La première menace est l’humain lui-même, qui est son pire ennemi. De nombreux œufs de cette espèce sont volés pour consommation. On me raconte que certains locaux entrainent même leur chien à trouver les nids sur les plages durant la nuit afin de les braconner. Du Mexique à la Colombie, les œufs sont vendus comme produits de consommation humaine. À l’heure actuelle, bien que des lois interdisent de les récupérer, elles ne sont pas très efficaces. C’est culturel ici, me dit-on. Cependant, il est difficile d’évaluer les dégâts en raison d’autres facteurs, tels que la capture accidentelle dans les filets de pêche commerciale et la capture de tortues adultes pour le marché asiatique.

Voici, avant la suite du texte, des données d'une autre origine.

//! Oracle session
//!
//! The `oracle` client is blocking, so every call runs on the blocking pool
//! with a shared handle to the connection. Metadata is read from the `USER_*`
//! dictionary views of the connected schema.

use super::{hex, metadata_error, reached, TABLE_KIND};
use crate::database::connection::{SqlSession, TableEntry};
use crate::database::datasource::ConnectTarget;
use crate::database::dialect::DatabaseKind;
use crate::database::schema::{ColumnDescriptor, ForeignKeyDescriptor};
use crate::error::{QueryHubError, Result};
use crate::query::result::{ResultColumn, StatementOutcome, TabularResult};
use async_trait::async_trait;
use oracle::sql_type::OracleType;
use oracle::{Connection, SqlValue};
use serde_json::Value;
use std::sync::Arc;
use std::time::Duration;
use tracing::debug;

pub struct OracleSession {
    conn: Arc<Connection>,
    broken: bool,
}

async fn blocking<T, F>(f: F) -> Result<oracle::Result<T>>
where
    T: Send + 'static,
    F: FnOnce() -> oracle::Result<T> + Send + 'static,
{
    tokio::task::spawn_blocking(f)
        .await
        .map_err(|e| QueryHubError::Unexpected(format!("oracle worker failed: {}", e)))
}

impl OracleSession {
    pub async fn connect(target: &ConnectTarget, timeout: Duration) -> Result<Self> {
        let username = target.credentials.username.clone();
        let password = target.credentials.password.clone();
        let connect_string = target.connection_string();

        let conn = blocking(move || {
            let mut conn = Connection::connect(username, password, connect_string)?;
            conn.set_autocommit(true);
            conn.set_call_timeout(Some(timeout))?;
            Ok(conn)
        })
        .await?
        .map_err(|e| QueryHubError::Connectivity(e.to_string()))?;

        Ok(Self {
            conn: Arc::new(conn),
            broken: false,
        })
    }

    async fn metadata<T, F>(&self, what: &'static str, f: F) -> Result<T>
    where
        T: Send + 'static,
        F: FnOnce(&Connection) -> oracle::Result<T> + Send + 'static,
    {
        let conn = Arc::clone(&self.conn);
        blocking(move || f(&conn))
            .await?
            .map_err(|e| metadata_error(what, e))
    }
}

#[async_trait]
impl SqlSession for OracleSession {
    fn kind(&self) -> DatabaseKind {
        DatabaseKind::Oracle
    }

    async fn ping(&mut self) -> Result<()> {
        let conn = Arc::clone(&self.conn);
        blocking(move || conn.ping())
            .await?
            .map_err(|e| QueryHubError::Connectivity(e.to_string()))
    }

    async fn run(&mut self, sql: &str, max_rows: Option<usize>, timeout: Duration) -> Result<StatementOutcome> {
        let conn = Arc::clone(&self.conn);
        let sql = sql.to_string();

        let outcome = blocking(move || {
            conn.set_call_timeout(Some(timeout))?;
            let mut stmt = conn.statement(&sql).build()?;

            if !stmt.is_query() {
                stmt.execute(&[])?;
                return Ok(StatementOutcome::Affected(stmt.row_count()?));
            }

            let rows = stmt.query(&[])?;
            let columns = rows
                .column_info()
                .iter()
                .map(|c| ResultColumn::new(c.name(), c.oracle_type().to_string(), c.nullable()))
                .collect();
            let types: Vec<OracleType> = rows.column_info().iter().map(|c| c.oracle_type().clone()).collect();

            let mut table = TabularResult::new(columns);
            for row in rows {
                if reached(max_rows, table.len()) {
                    break;
                }
                let row = row?;
                let values = row
                    .sql_values()
                    .iter()
                    .zip(&types)
                    .map(|(value, oracle_type)| decode_value(value, oracle_type))
                    .collect();
                table.push_values(values);
                if reached(max_rows, table.len()) {
                    break;
                }
            }
            Ok(StatementOutcome::Rows(table))
        })
        .await?;

        outcome.map_err(|e| {
            let err = QueryHubError::from_oracle(e, timeout);
            if err.is_timeout() {
                self.broken = true;
            }
            err
        })
    }

    async fn tables(&mut self, _database: &str) -> Result<Vec<TableEntry>> {
        self.metadata("tables", |conn| {
            conn.query_as::<String>("SELECT table_name FROM user_tables ORDER BY table_name", &[])?
                .map(|name| {
                    name.map(|name| TableEntry {
                        name,
                        kind: TABLE_KIND.to_string(),
                    })
                })
                .collect()
        })
        .await
    }

    async fn columns(&mut self, _database: &str, table: &str) -> Result<Vec<ColumnDescriptor>> {
        let table = table.to_string();
        self.metadata("columns", move |conn| {
            let query = r#"
                SELECT
                    column_name,
                    data_type,
                    COALESCE(data_precision, char_length, data_length),
                    nullable,
                    data_default
                FROM user_tab_columns
                WHERE table_name = :1
                ORDER BY column_id
            "#;
            conn.query_as::<(String, String, Option<i64>, String, Option<String>)>(query, &[&table])?
                .map(|row| {
                    row.map(|(name, type_name, size, nullable, default_value)| ColumnDescriptor {
                        name,
                        type_name,
                        size,
                        nullable: nullable == "Y",
                        default_value: default_value.map(|d| d.trim().to_string()),
                    })
                })
                .collect()
        })
        .await
    }

    async fn primary_keys(&mut self, _database: &str, table: &str) -> Result<Vec<String>> {
        let table = table.to_string();
        self.metadata("primary keys", move |conn| {
            let query = r#"
                SELECT cols.column_name
                FROM user_constraints cons
                JOIN user_cons_columns cols ON cons.constraint_name = cols.constraint_name
                WHERE cons.constraint_type = 'P'
                    AND cons.table_name = :1
                ORDER BY cols.position
            "#;
            conn.query_as::<String>(query, &[&table])?.collect()
        })
        .await
    }

    async fn foreign_keys(&mut self, _database: &str, table: &str) -> Result<Vec<ForeignKeyDescriptor>> {
        let table = table.to_string();
        self.metadata("foreign keys", move |conn| {
            let query = r#"
                SELECT a.column_name, pk.table_name, b.column_name
                FROM user_cons_columns a
                JOIN user_constraints c ON a.constraint_name = c.constraint_name
                JOIN user_constraints pk ON c.r_constraint_name = pk.constraint_name
                JOIN user_cons_columns b
                    ON pk.constraint_name = b.constraint_name
                    AND b.position = a.position
                WHERE c.constraint_type = 'R'
                    AND a.table_name = :1
                ORDER BY pk.table_name, a.position
            "#;
            conn.query_as::<(String, String, String)>(query, &[&table])?
                .map(|row| {
                    row.map(|(column, referenced_table, referenced_column)| ForeignKeyDescriptor {
                        column,
                        referenced_table,
                        referenced_column,
                    })
                })
                .collect()
        })
        .await
    }

    async fn close(self: Box<Self>) -> Result<()> {
        if self.broken {
            debug!("dropping Oracle connection after timed out call");
            return Ok(());
        }
        let conn = self.conn;
        blocking(move || conn.close())
            .await?
            .map_err(|e| QueryHubError::Connectivity(e.to_string()))
    }
}

fn decode_value(value: &SqlValue, oracle_type: &OracleType) -> Value {
    if value.is_null().unwrap_or(false) {
        return Value::Null;
    }

    let typed = match oracle_type {
        OracleType::Number(_, 0) | OracleType::Int64 => value.get::<i64>().ok().map(Value::from),
        OracleType::BinaryFloat | OracleType::BinaryDouble => value.get::<f64>().ok().map(Value::from),
        OracleType::Raw(_) | OracleType::LongRaw | OracleType::BLOB => {
            value.get::<Vec<u8>>().ok().map(|bytes| Value::String(hex(&bytes)))
        }
        _ => None,
    };

    typed
        .or_else(|| value.get::<String>().ok().map(Value::String))
        .unwrap_or(Value::Null)
}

La pollution, la destruction et la transformation des écosystèmes naturels sur les plages où elles nichent menacent également la survie de l’espèce, particulièrement par la construction de nouveaux étangs d’aquaculture, de ports de pêche et d’installations touristiques. De plus, les villes touristiques se développent de plus en plus dans les zones de reproduction de ces tortues, en particulier sur la côte du Mexique. Ces impacts contribuent directement à la perte d’habitat de nidification.
Pour terminer sur une note positive, même si l’humain est un prédateur redoutable, il est aussi capable de donner un coup de main à la nature afin d’augmenter le niveau de survie de ces petites tortues. Il existe une quarantaine de programmes de conservation et de libération de tortues sur la côte mexicaine. Dans le petit village de Troncones, dans la région côtière du Guerrero, j’ai eu l’occasion de rencontrer Juan Carlos R.C., qui dirige un programme de libération de tortues. Le programme Ecologicos de Troncones (ECOT) consiste à récupérer les œufs de tortue après la ponte, sur les côtes où elles sont vulnérables et à les réensabler dans des enclos pour ainsi les protéger durant l’incubation.
Après environ un mois, l’exhumation et la mise à l’eau se font avec l’aide du public afin de les sensibiliser aux problèmes que rencontrent les tortues. M. Carlos considère que le taux de survie, grâce à leur intervention, passe de 3% à environ 22%, ce qui représente un coup de main non négligeable. Quand on voit ces petites bêtes rejoindre l’océan, on ne peut qu’avoir espoir.